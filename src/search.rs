//! # Web Search
//!
//! The [`WebSearch`] trait is how the pipeline gathers source material.
//! [`FirecrawlClient`] implements it with Firecrawl's search endpoint, which
//! runs the search and scrapes every hit to markdown in one call.

use async_trait::async_trait;
use reqwest::Client;
use serde::{Deserialize, Serialize};
use std::time::Duration;
use tracing::{debug, info, warn};

use crate::config::{require, Config, FIRECRAWL_API_KEY};
use crate::error::{ResearchError, Service, UpstreamError};

/// Default Firecrawl API base URL
const DEFAULT_BASE_URL: &str = "https://api.firecrawl.dev";

/// Default crawl timeout handed to Firecrawl (milliseconds)
pub const DEFAULT_TIMEOUT_MS: u64 = 15_000;

/// Default number of documents per search
pub const DEFAULT_LIMIT: usize = 5;

/// Extra time on top of the crawl timeout before the HTTP call gives up
const HTTP_GRACE_MS: u64 = 10_000;

/// Longest markdown body kept per document when rendering results
const MAX_DOCUMENT_CHARS: usize = 4_000;

/// One search call.
#[derive(Debug, Clone, PartialEq, Eq)]
pub struct SearchRequest {
    pub query: String,
    pub timeout_ms: u64,
    pub limit: usize,
}

impl SearchRequest {
    pub fn new(query: impl Into<String>) -> Self {
        Self {
            query: query.into(),
            timeout_ms: DEFAULT_TIMEOUT_MS,
            limit: DEFAULT_LIMIT,
        }
    }

    pub fn with_timeout_ms(mut self, timeout_ms: u64) -> Self {
        self.timeout_ms = timeout_ms;
        self
    }

    pub fn with_limit(mut self, limit: usize) -> Self {
        self.limit = limit;
        self
    }
}

/// A crawled page.
#[derive(Debug, Clone, Default, PartialEq, Eq)]
pub struct SearchDocument {
    pub url: String,
    pub title: String,
    pub markdown: String,
}

impl SearchDocument {
    /// Format as markdown for LLM consumption
    pub fn to_markdown(&self) -> String {
        let title = if self.title.trim().is_empty() {
            extract_domain(&self.url).unwrap_or_else(|| "Untitled".to_string())
        } else {
            self.title.trim().to_string()
        };

        format!(
            "### [{}]({})\n\n{}\n",
            title,
            self.url,
            truncate_chars(self.markdown.trim(), MAX_DOCUMENT_CHARS)
        )
    }
}

/// Runs a web search and returns the crawled documents.
#[async_trait]
pub trait WebSearch: Send + Sync {
    async fn search(&self, request: &SearchRequest) -> Result<Vec<SearchDocument>, ResearchError>;
}

/// Render search documents into the text stored in `ResearchState::results`.
pub fn render_documents(query: &str, documents: &[SearchDocument]) -> String {
    let mut output = format!("## Search Results for: \"{}\"\n\n", query);

    if documents.is_empty() {
        output.push_str("No results found.\n");
        return output;
    }

    output.push_str(&format!("Found {} results:\n\n", documents.len()));
    for document in documents {
        output.push_str(&document.to_markdown());
        output.push('\n');
    }
    output
}

/// Firecrawl search client.
#[derive(Debug, Clone)]
pub struct FirecrawlClient {
    api_key: String,
    base_url: String,
    client: Client,
}

impl FirecrawlClient {
    /// Create a new client with the given API key
    pub fn new(api_key: impl Into<String>) -> Self {
        Self {
            api_key: api_key.into(),
            base_url: DEFAULT_BASE_URL.to_string(),
            client: Client::new(),
        }
    }

    /// Build from configuration, failing if the API key is unset.
    pub fn from_config(config: &Config) -> Result<Self, ResearchError> {
        let api_key = require(&config.firecrawl_api_key, FIRECRAWL_API_KEY)?;
        Ok(Self::new(api_key))
    }

    /// Point the client at another server (self-hosted Firecrawl, tests).
    pub fn with_base_url(mut self, base_url: impl Into<String>) -> Self {
        self.base_url = base_url.into().trim_end_matches('/').to_string();
        self
    }

    async fn execute(&self, request: &SearchRequest) -> Result<Vec<SearchDocument>, UpstreamError> {
        let url = format!("{}/v1/search", self.base_url);
        let body = FirecrawlRequest {
            query: &request.query,
            limit: request.limit,
            timeout: request.timeout_ms,
            scrape_options: ScrapeOptions {
                formats: &["markdown"],
            },
        };

        debug!(url = %url, limit = request.limit, "Sending Firecrawl search");

        let response = self
            .client
            .post(&url)
            .bearer_auth(&self.api_key)
            .timeout(http_timeout(request.timeout_ms))
            .json(&body)
            .send()
            .await?;

        let status = response.status();
        if !status.is_success() {
            let text = response.text().await.unwrap_or_default();
            return Err(UpstreamError::from_status(status, text));
        }

        let parsed: FirecrawlResponse = response
            .json()
            .await
            .map_err(|e| UpstreamError::Decode(e.to_string()))?;

        if !parsed.success {
            return Err(UpstreamError::Provider(
                parsed
                    .error
                    .unwrap_or_else(|| "search was not successful".to_string()),
            ));
        }
        if let Some(warning) = parsed.warning {
            warn!(warning = %warning, "Firecrawl returned a warning");
        }

        Ok(parsed
            .data
            .into_iter()
            .map(FirecrawlResult::into_document)
            .collect())
    }
}

#[async_trait]
impl WebSearch for FirecrawlClient {
    async fn search(&self, request: &SearchRequest) -> Result<Vec<SearchDocument>, ResearchError> {
        info!(query = %request.query, "Performing web search");

        let documents = self
            .execute(request)
            .await
            .map_err(|e| ResearchError::upstream(Service::WebSearch, e))?;

        if documents.is_empty() {
            warn!(query = %request.query, "No search results found");
        } else {
            info!(query = %request.query, count = documents.len(), "Search completed");
        }
        Ok(documents)
    }
}

/// Request body for Firecrawl search
#[derive(Debug, Serialize)]
#[serde(rename_all = "camelCase")]
struct FirecrawlRequest<'a> {
    query: &'a str,
    limit: usize,
    timeout: u64,
    scrape_options: ScrapeOptions,
}

#[derive(Debug, Serialize)]
struct ScrapeOptions {
    formats: &'static [&'static str],
}

/// Response from Firecrawl search
#[derive(Debug, Deserialize)]
struct FirecrawlResponse {
    success: bool,
    #[serde(default)]
    data: Vec<FirecrawlResult>,
    warning: Option<String>,
    error: Option<String>,
}

/// Individual search hit
#[derive(Debug, Deserialize)]
struct FirecrawlResult {
    url: String,
    title: Option<String>,
    description: Option<String>,
    markdown: Option<String>,
}

impl FirecrawlResult {
    fn into_document(self) -> SearchDocument {
        // Pages that failed to scrape still carry the search snippet.
        let markdown = self
            .markdown
            .filter(|m| !m.trim().is_empty())
            .or(self.description)
            .unwrap_or_default();

        SearchDocument {
            url: self.url,
            title: self.title.unwrap_or_default(),
            markdown,
        }
    }
}

/// Extract the domain name from a URL.
fn extract_domain(url: &str) -> Option<String> {
    url.split("//")
        .nth(1)?
        .split('/')
        .next()
        .filter(|s| !s.is_empty())
        .map(|s| s.to_string())
}

/// Cut `text` to at most `max` characters on a char boundary.
/// HTTP deadline for a crawl that may itself take `timeout_ms`.
fn http_timeout(timeout_ms: u64) -> Duration {
    Duration::from_millis(timeout_ms.saturating_add(HTTP_GRACE_MS))
}

fn truncate_chars(text: &str, max: usize) -> String {
    match text.char_indices().nth(max) {
        Some((idx, _)) => format!("{}...[truncated]", &text[..idx]),
        None => text.to_string(),
    }
}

● TASK OBJECTIVE
Review the entries above and return every line where "crawled" appears.

● REPLY
/// A crawled page.
/// Runs a web search and returns the crawled documents.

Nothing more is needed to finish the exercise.